Soon after, I went back to work on the book, fully aware that my first novel could very well be my last. The thought scared me, but it didn’t stop me—in fact, now my resolve to be published was stronger than ever. 

But as I’d soon find out, my battle had only begun, because the road ahead was paved with pitfalls—that bitter truth revealed itself after I spent a year facing one rejection after another from just about every agent in New York and beyond. I can’t say how many there actually were, because I stopped counting at 100. Most never even bothered reading the pages I’d sent, and the ones who did implied my book would never sell. It was heartbreaking, and it was discouraging, but I refused to give up. I couldn’t. I’d already struggled through so much to write this novel. I wasn’t going to stop now.

By June of 2010, it seemed pretty clear I was spinning my wheels and getting nowhere. Out of desperation, and as a last-ditch effort, Kaufman Cover 2I decided to upload my book to Amazon’s Kindle Direct Publishing Platform. By then, I figured I had nothing left to lose. I’d let the people who really mattered—the readers—decide whether my work was worthy, and whatever that decision was, I’d live with it. At least I’d know I’d given myself a fair shot.
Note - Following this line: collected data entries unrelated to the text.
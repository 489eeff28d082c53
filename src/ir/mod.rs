//! Generator-agnostic intermediate representation handed over by the parser.
//!
//! The transformer rewrites these values in place; it never parses or
//! validates an API description itself.

pub mod operation;
pub mod parameter;
pub mod security;

pub use operation::{ContainerKind, Operation, SecurityRequirement};
pub use parameter::{Parameter, SharedParameter};
pub use security::{ApiKeyLocation, OAuthScope, SecurityScheme, SecuritySchemeKind};

use serde::Deserialize;
use serde_json::Value as JsonValue;

/// Everything the parser hands over for one generation run
#[derive(Debug, Clone, Default, Deserialize)]
#[serde(rename_all = "camelCase", default)]
pub struct ApiIr {
    pub operations: Vec<Operation>,
    pub security_schemes: Vec<SecurityScheme>,
    /// The parsed API description, exported verbatim for the documentation route
    pub document: Option<JsonValue>,
}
I got my answer. By September, While the Savage Sleeps began moving up the best-seller list, eventually reaching number one and passing up two of Stephen King’s current releases at the time. I was surprised, and I was thrilled. My perseverance had paid off.

Three surgeries later, after my health finally began to improve, I found my stride, and I kept writing. In December of 2011, I released my second novel, The Lion, the Lamb, the Hunted: A Psychological Thriller. The book moved into the upper tier of Amazon’s Top 100, becoming their seventh highest selling novel out of more than a million available nationwide. It was also a best-seller in the U.K. and Germany. Within three months, my sales had pushed well into the six-figure mark, and before long, movie studios, literary agents, and publishers began contacting me. It was quite a change, going from being ignored to suddenly being in demand, but it felt wonderful, and I wasn’t bitter at all; in fact, I was thrilled. This wasn’t about saying, “I showed you”—it was about finally being able to say, “I showed me.” 

I eventually partnered with Scott Miller, vice president of Trident Media Group in New York, as my agent. At that point, we had many options, but I ended up signing a dual publishing deal with Thomas & Mercer and 47North.

And I’ve learned what has probably become one of my most valuable lessons in life: Opinions vary—they may add shape, but they will never define me, and they will never stop me.

Andrew E. Kaufman lives in Southern California, along with his Labrador retrievers, two horses, and a very bossy Jack Russell terrier who thinks she owns the place. His newest novel, Darkness and Shadows, is due out this year through Thomas & Mercer Publishing.